## [WHAT TO DO]
Using the records that follow, copy every line containing the word "delay".

## [ENTRIES SUPPLIED]
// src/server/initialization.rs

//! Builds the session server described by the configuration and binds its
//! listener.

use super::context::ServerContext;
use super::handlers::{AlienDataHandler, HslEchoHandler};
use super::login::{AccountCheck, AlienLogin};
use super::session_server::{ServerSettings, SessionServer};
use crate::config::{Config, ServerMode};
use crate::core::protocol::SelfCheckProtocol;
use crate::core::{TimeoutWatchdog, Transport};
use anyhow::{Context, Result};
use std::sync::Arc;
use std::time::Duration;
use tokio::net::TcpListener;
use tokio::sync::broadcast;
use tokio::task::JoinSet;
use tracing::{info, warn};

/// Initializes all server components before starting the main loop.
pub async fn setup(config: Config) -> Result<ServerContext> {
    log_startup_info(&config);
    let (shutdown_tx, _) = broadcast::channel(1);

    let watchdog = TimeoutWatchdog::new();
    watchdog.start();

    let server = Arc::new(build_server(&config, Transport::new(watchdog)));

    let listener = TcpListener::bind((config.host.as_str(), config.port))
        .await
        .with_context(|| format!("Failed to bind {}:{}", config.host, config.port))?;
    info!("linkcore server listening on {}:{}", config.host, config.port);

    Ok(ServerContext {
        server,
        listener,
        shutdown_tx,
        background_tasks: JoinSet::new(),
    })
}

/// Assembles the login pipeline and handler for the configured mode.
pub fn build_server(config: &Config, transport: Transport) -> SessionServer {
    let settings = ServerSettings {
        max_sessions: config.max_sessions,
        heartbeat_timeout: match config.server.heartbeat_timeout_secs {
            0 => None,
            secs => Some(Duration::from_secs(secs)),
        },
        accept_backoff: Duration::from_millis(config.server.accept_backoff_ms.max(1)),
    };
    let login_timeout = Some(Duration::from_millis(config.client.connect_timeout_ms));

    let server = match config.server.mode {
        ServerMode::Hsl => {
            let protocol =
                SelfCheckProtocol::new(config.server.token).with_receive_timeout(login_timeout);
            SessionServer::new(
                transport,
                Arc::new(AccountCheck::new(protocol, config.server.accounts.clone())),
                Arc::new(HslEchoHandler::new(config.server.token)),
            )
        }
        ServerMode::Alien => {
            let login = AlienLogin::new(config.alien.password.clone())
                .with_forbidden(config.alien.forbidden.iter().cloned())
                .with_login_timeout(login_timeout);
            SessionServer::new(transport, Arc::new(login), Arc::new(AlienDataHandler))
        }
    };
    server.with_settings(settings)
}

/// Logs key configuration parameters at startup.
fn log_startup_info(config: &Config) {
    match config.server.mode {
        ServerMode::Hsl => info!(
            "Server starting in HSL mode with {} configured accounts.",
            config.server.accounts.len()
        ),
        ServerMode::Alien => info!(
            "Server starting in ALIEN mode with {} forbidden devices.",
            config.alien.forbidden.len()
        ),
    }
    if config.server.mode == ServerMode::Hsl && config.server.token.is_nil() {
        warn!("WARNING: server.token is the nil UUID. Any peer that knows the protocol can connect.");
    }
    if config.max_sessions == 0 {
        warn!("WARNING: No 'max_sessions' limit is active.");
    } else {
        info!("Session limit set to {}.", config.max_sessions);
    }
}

...

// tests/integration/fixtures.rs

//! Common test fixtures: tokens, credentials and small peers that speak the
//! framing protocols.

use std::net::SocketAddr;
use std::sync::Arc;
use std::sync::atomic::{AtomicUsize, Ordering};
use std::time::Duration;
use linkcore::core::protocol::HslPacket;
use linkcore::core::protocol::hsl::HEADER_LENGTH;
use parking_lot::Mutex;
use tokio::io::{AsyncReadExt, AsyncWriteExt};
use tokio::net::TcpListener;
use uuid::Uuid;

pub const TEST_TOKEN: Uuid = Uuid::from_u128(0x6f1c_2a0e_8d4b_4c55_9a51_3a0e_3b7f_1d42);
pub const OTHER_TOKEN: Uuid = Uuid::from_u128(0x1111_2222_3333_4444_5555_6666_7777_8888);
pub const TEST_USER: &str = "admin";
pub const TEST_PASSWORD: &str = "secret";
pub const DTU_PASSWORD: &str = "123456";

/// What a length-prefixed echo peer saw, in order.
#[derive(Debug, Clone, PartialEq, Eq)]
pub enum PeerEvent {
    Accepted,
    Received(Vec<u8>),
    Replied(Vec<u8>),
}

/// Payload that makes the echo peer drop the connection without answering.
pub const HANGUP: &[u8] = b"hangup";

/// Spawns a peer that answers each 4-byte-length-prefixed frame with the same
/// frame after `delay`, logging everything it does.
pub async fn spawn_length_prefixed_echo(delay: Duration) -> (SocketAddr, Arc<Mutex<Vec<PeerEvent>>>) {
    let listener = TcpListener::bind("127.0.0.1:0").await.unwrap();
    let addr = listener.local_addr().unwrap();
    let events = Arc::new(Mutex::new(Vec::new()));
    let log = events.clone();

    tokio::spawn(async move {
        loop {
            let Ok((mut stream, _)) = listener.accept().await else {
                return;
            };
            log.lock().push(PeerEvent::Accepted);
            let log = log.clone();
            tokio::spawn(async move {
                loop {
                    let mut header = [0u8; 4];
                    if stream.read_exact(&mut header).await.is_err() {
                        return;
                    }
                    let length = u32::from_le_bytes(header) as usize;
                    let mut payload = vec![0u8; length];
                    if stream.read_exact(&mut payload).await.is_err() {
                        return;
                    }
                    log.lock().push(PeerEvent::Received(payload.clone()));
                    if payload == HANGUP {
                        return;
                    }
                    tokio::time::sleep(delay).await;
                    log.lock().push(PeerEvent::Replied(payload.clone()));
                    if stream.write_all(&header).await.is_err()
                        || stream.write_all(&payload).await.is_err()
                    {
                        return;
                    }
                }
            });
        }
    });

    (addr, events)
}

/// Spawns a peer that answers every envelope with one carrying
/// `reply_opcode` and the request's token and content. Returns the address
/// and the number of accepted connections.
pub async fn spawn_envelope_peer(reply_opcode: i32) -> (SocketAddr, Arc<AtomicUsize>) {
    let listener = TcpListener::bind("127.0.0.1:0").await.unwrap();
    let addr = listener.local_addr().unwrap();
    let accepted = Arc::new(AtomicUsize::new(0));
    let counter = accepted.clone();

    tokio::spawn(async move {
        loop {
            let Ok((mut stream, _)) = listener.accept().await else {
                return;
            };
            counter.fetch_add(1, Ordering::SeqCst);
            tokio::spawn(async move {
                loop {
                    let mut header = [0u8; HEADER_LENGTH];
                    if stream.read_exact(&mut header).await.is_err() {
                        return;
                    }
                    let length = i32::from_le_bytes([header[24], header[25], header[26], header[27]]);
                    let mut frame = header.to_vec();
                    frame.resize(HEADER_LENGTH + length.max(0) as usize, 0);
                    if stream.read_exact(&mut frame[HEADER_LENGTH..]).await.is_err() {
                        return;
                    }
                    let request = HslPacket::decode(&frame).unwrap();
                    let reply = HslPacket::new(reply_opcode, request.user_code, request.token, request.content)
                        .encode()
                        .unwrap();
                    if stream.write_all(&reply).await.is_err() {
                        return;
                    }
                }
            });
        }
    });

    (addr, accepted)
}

## [RESPONSE AREA]
/// frame after `delay`, logging everything it does.
pub async fn spawn_length_prefixed_echo(delay: Duration) -> (SocketAddr, Arc<Mutex<Vec<PeerEvent>>>) {
                    tokio::time::sleep(delay).await;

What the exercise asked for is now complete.